Nous allons commencer par la question traditionnelle de Music Waves, quelle est la question qu’on t’a trop souvent posée ?
Hubert-Félix Thiefaine : Mes rapports avec les médias...
Tu as des rapports tendus avec les médias?
Non, mais disons que j'ai été absent des médias pendant très longtemps, donc cette question revient assez souvent.

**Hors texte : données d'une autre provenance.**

//! Configuration entities and the runtime sample type.
//!
//! Entities are created and mutated by the external CRUD surface; the
//! engine only reads them (through the store adapter) and writes back
//! connection status and poll timestamps.

use chrono::{DateTime, Utc};
use serde::{Deserialize, Serialize};

use crate::types::{AccessMode, ConnectionStatus, DataType, Parity, RegisterKind, ScalarValue};

/// One serial port / RS-485 bus.
#[derive(Debug, Clone, Serialize, Deserialize)]
#[serde(rename_all = "camelCase")]
pub struct ConnectionNode {
    pub id: i64,
    pub name: String,
    pub com_port: String,
    pub baud_rate: u32,
    pub data_bits: u8,
    pub stop_bits: u8,
    pub parity: Parity,
    pub enabled: bool,
    pub connection_status: ConnectionStatus,
    pub last_error: Option<String>,
}

impl ConnectionNode {
    /// Check the serial settings against the documented domains.
    pub fn validate(&self) -> Result<(), String> {
        if self.baud_rate == 0 {
            return Err("baud rate must be greater than zero".to_string());
        }
        if ![7, 8].contains(&self.data_bits) {
            return Err(format!("data bits must be 7 or 8, got {}", self.data_bits));
        }
        if ![1, 2].contains(&self.stop_bits) {
            return Err(format!("stop bits must be 1 or 2, got {}", self.stop_bits));
        }
        Ok(())
    }
}

/// One Modbus slave on a node's bus.
#[derive(Debug, Clone, Serialize, Deserialize)]
#[serde(rename_all = "camelCase")]
pub struct Device {
    pub id: i64,
    pub node_id: i64,
    pub name: String,
    /// Slave address. 0 is the broadcast address and is rejected for reads.
    pub address: u8,
    pub response_timeout_ms: u64,
    pub poll_interval_ms: u64,
    pub enabled: bool,
    pub last_poll_time: Option<DateTime<Utc>>,
}

impl Device {
    pub fn validate(&self) -> Result<(), String> {
        if self.address == 0 || self.address > 247 {
            return Err(format!(
                "slave address must be in 1..=247, got {}",
                self.address
            ));
        }
        if self.response_timeout_ms < 100 {
            return Err("response timeout must be at least 100 ms".to_string());
        }
        if self.poll_interval_ms < 100 {
            return Err("poll interval must be at least 100 ms".to_string());
        }
        Ok(())
    }
}

/// A typed view over one register (or a register pair) of a device.
#[derive(Debug, Clone, Serialize, Deserialize)]
#[serde(rename_all = "camelCase")]
pub struct Tag {
    pub id: i64,
    pub device_id: i64,
    pub name: String,
    pub address: u16,
    pub register_kind: RegisterKind,
    pub device_data_type: DataType,
    pub server_data_type: DataType,
    pub access: AccessMode,
    pub enabled: bool,
}

impl Tag {
    /// A tag accepts writes only when its access mode and register kind
    /// both permit it.
    pub fn is_writable(&self) -> bool {
        self.access == AccessMode::ReadWrite && self.register_kind.is_writable()
    }
}

/// Latest reading of one tag. `value` is `None` exactly when the most
/// recent attempt failed, in which case `error` carries the reason.
#[derive(Debug, Clone, Serialize, Deserialize)]
#[serde(rename_all = "camelCase")]
pub struct Sample {
    pub tag_id: i64,
    pub device_id: i64,
    pub value: Option<ScalarValue>,
    #[serde(skip_serializing_if = "Option::is_none")]
    pub error: Option<String>,
    pub timestamp: DateTime<Utc>,
}

impl Sample {
    pub fn ok(tag_id: i64, device_id: i64, value: ScalarValue) -> Self {
        Self {
            tag_id,
            device_id,
            value: Some(value),
            error: None,
            timestamp: Utc::now(),
        }
    }

    pub fn failed(tag_id: i64, device_id: i64, error: impl Into<String>) -> Self {
        Self {
            tag_id,
            device_id,
            value: None,
            error: Some(error.into()),
            timestamp: Utc::now(),
        }
    }

    pub fn is_ok(&self) -> bool {
        self.value.is_some()
    }
}

/// One archived reading, value rendered to text.
#[derive(Debug, Clone, Serialize, Deserialize)]
#[serde(rename_all = "camelCase")]
pub struct HistoryRecord {
    pub device_id: i64,
    pub tag_id: i64,
    pub value: String,
    pub timestamp: DateTime<Utc>,
}

/// A device together with its tags, as loaded from the store.
#[derive(Debug, Clone, Serialize, Deserialize)]
pub struct DeviceWithTags {
    #[serde(flatten)]
    pub device: Device,
    pub tags: Vec<Tag>,
}

impl DeviceWithTags {
    pub fn enabled_tags(&self) -> impl Iterator<Item = &Tag> {
        self.tags.iter().filter(|t| t.enabled)
    }
}

/// A node together with its devices and their tags.
#[derive(Debug, Clone, Serialize, Deserialize)]
pub struct NodeWithChildren {
    #[serde(flatten)]
    pub node: ConnectionNode,
    pub devices: Vec<DeviceWithTags>,
}

#[cfg(test)]
mod tests {
    use super::*;

    fn node() -> ConnectionNode {
        ConnectionNode {
            id: 1,
            name: "bus-1".to_string(),
            com_port: "/dev/ttyUSB0".to_string(),
            baud_rate: 9600,
            data_bits: 8,
            stop_bits: 1,
            parity: Parity::None,
            enabled: true,
            connection_status: ConnectionStatus::Disconnected,
            last_error: None,
        }
    }

    #[test]
    fn node_validation() {
        assert!(node().validate().is_ok());

        let mut bad = node();
        bad.data_bits = 9;
        assert!(bad.validate().is_err());

        let mut bad = node();
        bad.stop_bits = 3;
        assert!(bad.validate().is_err());

        let mut bad = node();
        bad.baud_rate = 0;
        assert!(bad.validate().is_err());
    }

    #[test]
    fn device_validation() {
        let mut device = Device {
            id: 1,
            node_id: 1,
            name: "meter".to_string(),
            address: 17,
            response_timeout_ms: 1000,
            poll_interval_ms: 1000,
            enabled: true,
            last_poll_time: None,
        };
        assert!(device.validate().is_ok());

        device.address = 0; // broadcast, not pollable
        assert!(device.validate().is_err());
        device.address = 248;
        assert!(device.validate().is_err());

        device.address = 1;
        device.response_timeout_ms = 50;
        assert!(device.validate().is_err());
    }

    #[test]
    fn sample_value_error_exclusivity() {
        let ok = Sample::ok(1, 2, ScalarValue::Integer(42));
        assert!(ok.is_ok());
        assert!(ok.error.is_none());

        let bad = Sample::failed(1, 2, "device response timeout");
        assert!(!bad.is_ok());
        assert!(bad.value.is_none());
        assert_eq!(bad.error.as_deref(), Some("device response timeout"));
    }

    #[test]
    fn tag_writability() {
        let mut tag = Tag {
            id: 1,
            device_id: 1,
            name: "setpoint".to_string(),
            address: 10,
            register_kind: RegisterKind::HoldingRegister,
            device_data_type: DataType::I16,
            server_data_type: DataType::I32,
            access: AccessMode::ReadWrite,
            enabled: true,
        };
        assert!(tag.is_writable());

        tag.register_kind = RegisterKind::InputRegister;
        assert!(!tag.is_writable());

        tag.register_kind = RegisterKind::Coil;
        tag.access = AccessMode::ReadOnly;
        assert!(!tag.is_writable());
    }
}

Justement avec ''Supplément de Mensonge'', tu as enfin été
reconnu par tes pairs : deux victoires de la musique et un grand prix
SACEM, on finissait par ne plus y croire ! Ça te fait quoi d’être tout
d’un coup reconnu par une profession qui ne t’a jamais vraiment mis à
l’honneur avant ?
Je n'ai pas eu le temps d'analyser. La veille des
Victoires de la musique, j'étais en concert et le lendemain, je retrouvais mon public. Ça ne m'a donc pas perturbé dans
mon quotidien, mais par contre le public a beaucoup aimé, ça s'est senti
par ses ovations et ses manifestations de joie.
Ils se sont peut-être sentis reconnus à travers toi ?

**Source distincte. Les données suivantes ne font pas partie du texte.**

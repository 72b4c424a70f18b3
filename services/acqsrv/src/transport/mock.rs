//! Mock transport for protocol and engine tests.
//!
//! Sent frames are recorded; replies come either from a scripted queue or
//! from a responder function (typically a slave simulator). A responder
//! returning `None` produces silence, which the client observes as a
//! response timeout.

use std::collections::VecDeque;
use std::sync::Arc;
use std::time::Duration;

use async_trait::async_trait;
use parking_lot::Mutex;

use super::{Transport, TransportError, TransportStats};

type Responder = Box<dyn FnMut(&[u8]) -> Option<Vec<u8>> + Send>;

#[derive(Default)]
struct MockState {
    connected: bool,
    fail_connect: Option<String>,
    sent: Vec<Vec<u8>>,
    pending: VecDeque<u8>,
    scripted: VecDeque<Vec<u8>>,
    responder: Option<Responder>,
    max_chunk: Option<usize>,
    stats: TransportStats,
}

/// Cloneable view into a mock transport's state, held by tests after the
/// transport itself moves into a session.
#[derive(Clone, Default)]
pub struct MockHandle {
    state: Arc<Mutex<MockState>>,
}

impl MockHandle {
    pub fn sent_frames(&self) -> Vec<Vec<u8>> {
        self.state.lock().sent.clone()
    }

    pub fn sent_count(&self) -> usize {
        self.state.lock().sent.len()
    }

    pub fn clear_sent(&self) {
        self.state.lock().sent.clear();
    }

    /// Queue one reply frame for the next request.
    pub fn push_reply(&self, frame: Vec<u8>) {
        self.state.lock().scripted.push_back(frame);
    }

    /// Make the next `connect()` fail with the given reason.
    pub fn fail_connect(&self, reason: impl Into<String>) {
        self.state.lock().fail_connect = Some(reason.into());
    }

    pub fn set_responder(&self, f: impl FnMut(&[u8]) -> Option<Vec<u8>> + Send + 'static) {
        self.state.lock().responder = Some(Box::new(f));
    }

    /// Deliver at most `n` bytes per receive call, like a slow UART.
    pub fn set_max_chunk(&self, n: usize) {
        self.state.lock().max_chunk = Some(n);
    }

    pub fn is_connected(&self) -> bool {
        self.state.lock().connected
    }
}

pub struct MockTransport {
    state: Arc<Mutex<MockState>>,
}

impl Default for MockTransport {
    fn default() -> Self {
        Self::new()
    }
}

impl MockTransport {
    pub fn new() -> Self {
        Self {
            state: Arc::new(Mutex::new(MockState::default())),
        }
    }

    pub fn with_responder(f: impl FnMut(&[u8]) -> Option<Vec<u8>> + Send + 'static) -> Self {
        let transport = Self::new();
        transport.handle().set_responder(f);
        transport
    }

    pub fn handle(&self) -> MockHandle {
        MockHandle {
            state: Arc::clone(&self.state),
        }
    }
}

#[async_trait]
impl Transport for MockTransport {
    fn transport_type(&self) -> &'static str {
        "mock"
    }

    async fn connect(&mut self) -> Result<(), TransportError> {
        let mut state = self.state.lock();
        state.stats.connection_attempts += 1;
        if let Some(reason) = state.fail_connect.clone() {
            state.stats.failed_connections += 1;
            return Err(TransportError::ConnectionFailed(reason));
        }
        state.connected = true;
        state.stats.successful_connections += 1;
        Ok(())
    }

    async fn disconnect(&mut self) {
        let mut state = self.state.lock();
        if state.connected {
            state.connected = false;
            state.stats.disconnections += 1;
        }
    }

    async fn send(&mut self, data: &[u8]) -> Result<(), TransportError> {
        let mut state = self.state.lock();
        if !state.connected {
            return Err(TransportError::NotConnected("mock is not open".to_string()));
        }
        state.stats.bytes_sent += data.len() as u64;
        state.sent.push(data.to_vec());

        let reply = if let Some(responder) = state.responder.as_mut() {
            responder(data)
        } else {
            state.scripted.pop_front()
        };
        if let Some(reply) = reply {
            state.pending.extend(reply);
        }
        Ok(())
    }

    async fn receive(
        &mut self,
        buffer: &mut [u8],
        timeout: Duration,
    ) -> Result<usize, TransportError> {
        {
            let state = self.state.lock();
            if !state.connected {
                return Err(TransportError::NotConnected("mock is not open".to_string()));
            }
        }

        let mut drained = self.drain(buffer);
        if drained == 0 {
            // nothing buffered: behave like a quiet wire for the full window
            tokio::time::sleep(timeout).await;
            drained = self.drain(buffer);
            if drained == 0 {
                return Err(TransportError::Timeout(format!(
                    "no data within {timeout:?}"
                )));
            }
        }
        Ok(drained)
    }

    fn is_connected(&self) -> bool {
        self.state.lock().connected
    }

    fn stats(&self) -> TransportStats {
        self.state.lock().stats
    }
}

impl MockTransport {
    fn drain(&self, buffer: &mut [u8]) -> usize {
        let mut state = self.state.lock();
        let mut n = buffer.len().min(state.pending.len());
        if let Some(max) = state.max_chunk {
            n = n.min(max);
        }
        for slot in buffer.iter_mut().take(n) {
            *slot = state.pending.pop_front().unwrap_or_default();
        }
        state.stats.bytes_received += n as u64;
        n
    }
}
//! Store adapter: the narrow persistence interface the engine consumes.
//!
//! The engine is store-agnostic; it sees configuration entities, history
//! appends, and a key-value settings table through [`StoreAdapter`]. The
//! SQLite implementation backs production; the in-memory implementation
//! backs engine tests.

use async_trait::async_trait;
use chrono::{DateTime, Utc};
use thiserror::Error;

use gridlink_model::{ConnectionNode, ConnectionStatus, Device, NodeWithChildren, Tag};

pub mod memory;
pub mod sqlite;

pub use memory::MemoryStore;
pub use sqlite::SqliteStore;

/// Recognized settings key for the archiver cadence, milliseconds.
pub const SETTING_ARCHIVE_INTERVAL: &str = "archiveInterval";

/// Default archiver cadence when the setting is absent or unparseable.
pub const DEFAULT_ARCHIVE_INTERVAL_MS: u64 = 60_000;

/// Lower bound for the archiver cadence.
pub const MIN_ARCHIVE_INTERVAL_MS: u64 = 1_000;

#[derive(Error, Debug)]
pub enum StoreError {
    #[error("database error: {0}")]
    Database(#[from] sqlx::Error),

    #[error("{entity} {id} not found")]
    NotFound { entity: &'static str, id: i64 },

    #[error("invalid stored value: {0}")]
    Invalid(String),
}

pub type Result<T> = std::result::Result<T, StoreError>;

/// Persistence interface consumed by the engine.
///
/// All operations are fallible; the engine degrades gracefully on
/// persistence errors for poll timestamps, history appends, and status
/// writes.
#[async_trait]
pub trait StoreAdapter: Send + Sync + 'static {
    /// All nodes with their full device/tag trees (for state snapshots).
    async fn list_nodes_with_children(&self) -> Result<Vec<NodeWithChildren>>;

    /// Enabled nodes with their full device/tag trees (for engine start).
    async fn list_enabled_nodes_with_children(&self) -> Result<Vec<NodeWithChildren>>;

    /// One node with its device/tag tree (for node reload).
    async fn get_node_with_children(&self, node_id: i64) -> Result<NodeWithChildren>;

    async fn get_node(&self, id: i64) -> Result<ConnectionNode>;

    async fn get_device(&self, id: i64) -> Result<Device>;

    async fn get_tag(&self, id: i64) -> Result<Tag>;

    /// Current tag list for a device, optionally restricted to enabled tags.
    async fn list_device_tags(&self, device_id: i64, only_enabled: bool) -> Result<Vec<Tag>>;

    async fn set_node_connection_status(
        &self,
        id: i64,
        status: ConnectionStatus,
        last_error: Option<&str>,
    ) -> Result<()>;

    async fn set_device_last_poll_time(&self, id: i64, timestamp: DateTime<Utc>) -> Result<()>;

    async fn append_history(
        &self,
        device_id: i64,
        tag_id: i64,
        value: &str,
        timestamp: DateTime<Utc>,
    ) -> Result<()>;

    async fn get_setting(&self, key: &str) -> Result<Option<String>>;

    async fn set_setting(&self, key: &str, value: &str) -> Result<()>;
}

/// Read the archiver cadence from settings, clamped to the minimum.
pub async fn archive_interval_ms(store: &dyn StoreAdapter) -> u64 {
    match store.get_setting(SETTING_ARCHIVE_INTERVAL).await {
        Ok(Some(raw)) => raw
            .parse::<u64>()
            .map(|ms| ms.max(MIN_ARCHIVE_INTERVAL_MS))
            .unwrap_or(DEFAULT_ARCHIVE_INTERVAL_MS),
        Ok(None) => DEFAULT_ARCHIVE_INTERVAL_MS,
        Err(e) => {
            tracing::warn!("failed to read {SETTING_ARCHIVE_INTERVAL}: {e}");
            DEFAULT_ARCHIVE_INTERVAL_MS
        },
    }
}
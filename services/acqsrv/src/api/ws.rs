//! WebSocket event stream.
//!
//! Each connection becomes one broadcaster observer: it receives a
//! synthesized `state` event on subscribe, then every event its bounded
//! queue has room for, serialized as JSON text frames.

use axum::extract::ws::{Message, WebSocket, WebSocketUpgrade};
use axum::extract::State;
use axum::response::Response;
use tracing::{debug, warn};

use super::AppState;

pub async fn events_handler(State(state): State<AppState>, upgrade: WebSocketUpgrade) -> Response {
    upgrade.on_upgrade(move |socket| serve_observer(state, socket))
}

async fn serve_observer(state: AppState, mut socket: WebSocket) {
    let (observer_id, mut events) = state.engine.subscribe().await;
    debug!(observer = observer_id, "event stream opened");

    loop {
        tokio::select! {
            event = events.recv() => {
                let Some(event) = event else { break };
                let text = match serde_json::to_string(&event) {
                    Ok(text) => text,
                    Err(e) => {
                        warn!("event serialization failed: {e}");
                        continue;
                    },
                };
                if socket.send(Message::Text(text.into())).await.is_err() {
                    break;
                }
            },
            incoming = socket.recv() => {
                match incoming {
                    // clients only ever send pings / close frames
                    Some(Ok(Message::Close(_))) | Some(Err(_)) | None => break,
                    Some(Ok(_)) => {},
                }
            },
        }
    }

    state.engine.unsubscribe(observer_id);
    debug!(observer = observer_id, "event stream closed");
}
//! Control API handlers.
//!
//! Errors map to JSON bodies carrying the operator message; a Modbus
//! exception additionally carries its code so clients can special-case
//! device-side rejections.

use axum::extract::{Path, State};
use axum::http::StatusCode;
use axum::response::{IntoResponse, Response};
use axum::Json;

use crate::error::AcqError;

use super::models::{
    ApiErrorBody, ArchiveIntervalBody, HealthResponse, StatusResponse, WriteTagRequest,
    WriteTagResponse,
};
use super::AppState;

pub struct ApiFailure(AcqError);

impl From<AcqError> for ApiFailure {
    fn from(err: AcqError) -> Self {
        Self(err)
    }
}

impl IntoResponse for ApiFailure {
    fn into_response(self) -> Response {
        let status = match &self.0 {
            AcqError::NotFound { .. } => StatusCode::NOT_FOUND,
            AcqError::InvalidValue(_) => StatusCode::BAD_REQUEST,
            _ => StatusCode::INTERNAL_SERVER_ERROR,
        };
        let body = ApiErrorBody {
            error: self.0.operator_message(),
            modbus_code: self.0.exception_code(),
        };
        (status, Json(body)).into_response()
    }
}

pub async fn engine_start(
    State(state): State<AppState>,
) -> Result<Json<StatusResponse>, ApiFailure> {
    state.engine.start().await?;
    Ok(Json(StatusResponse { success: true }))
}

pub async fn engine_stop(
    State(state): State<AppState>,
) -> Result<Json<StatusResponse>, ApiFailure> {
    state.engine.stop().await?;
    Ok(Json(StatusResponse { success: true }))
}

pub async fn reload_node(
    State(state): State<AppState>,
    Path(node_id): Path<i64>,
) -> Result<Json<StatusResponse>, ApiFailure> {
    state.engine.reload_node(node_id).await?;
    Ok(Json(StatusResponse { success: true }))
}

pub async fn reconnect_device(
    State(state): State<AppState>,
    Path(device_id): Path<i64>,
) -> Result<Json<StatusResponse>, ApiFailure> {
    state.engine.reconnect_device(device_id).await?;
    Ok(Json(StatusResponse { success: true }))
}

pub async fn write_tag(
    State(state): State<AppState>,
    Path(tag_id): Path<i64>,
    Json(request): Json<WriteTagRequest>,
) -> Result<Json<WriteTagResponse>, ApiFailure> {
    let confirmed = state.engine.write_tag(tag_id, &request.value).await?;
    Ok(Json(WriteTagResponse {
        success: true,
        value: confirmed,
    }))
}

pub async fn get_archive_interval(
    State(state): State<AppState>,
) -> Json<ArchiveIntervalBody> {
    Json(ArchiveIntervalBody {
        interval: state.engine.archive_interval().await,
    })
}

pub async fn put_archive_interval(
    State(state): State<AppState>,
    Json(body): Json<ArchiveIntervalBody>,
) -> Result<Json<StatusResponse>, ApiFailure> {
    state.engine.set_archive_interval(body.interval).await?;
    Ok(Json(StatusResponse { success: true }))
}

pub async fn health(State(state): State<AppState>) -> Json<HealthResponse> {
    Json(HealthResponse {
        service: "acqsrv",
        version: env!("CARGO_PKG_VERSION"),
        running: state.engine.is_running(),
    })
}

Tout à coup, ils se sont dits : ''Nous n'étions pas idiots de croire en ce mec.'' (Rires) !.
"Je suis assez fier aujourd'hui d'être un des rares [...] qui arrive à vivre de ses propres choix, de ce qu'il aime faire. "
Tu as parlé de peur, mais est-ce que tu n'as pas eu peur que ce type de reconnaissance cache quelque
chose du genre : ''Allez on va lui donner un prix, pendant qu'il est
encore là ?''
Non, je m'en fous complètement. Et je ne suis pas au sommet de ma carrière, car cela
fait quarante ans que je suis dans la musique. Je suis assez fier
aujourd'hui d'être un des rares, d'après les pourcentages, qui arrive à
vivre de ses propres choix, de ce qu'il aime faire. Je
n'ai pas de regrets et en plus je vis un rêve de gosse. Tout va bien de
ce côté là !
Les fans avaient tendance à penser que le précédent
disque, suivi de ta très longue tournée, aurait pu être le dernier. Est-ce-que l’idée de la retraite
te travaille de temps en temps ?
Je ne sais pas. De moins en moins. Il y a un moment, je me disais que ce
ne serait pas mal de s'arrêter, mais je ne voyais pas ce que j'aurais
pu faire et l'oisiveté ça fait vieillir plus vite. J'aimerais juste parfois
ralentir un peu. Même en ayant une vie saine depuis quelques années, ça
reste fatigant.
De tourner ?
En tournée, si c'est physique pendant deux heures,
ça reste malgré tout supportable. Ce qui est le plus fatigant c'est le stress. Si
j'arrête un jour, c'est parce que j'en aurais ras-le bol.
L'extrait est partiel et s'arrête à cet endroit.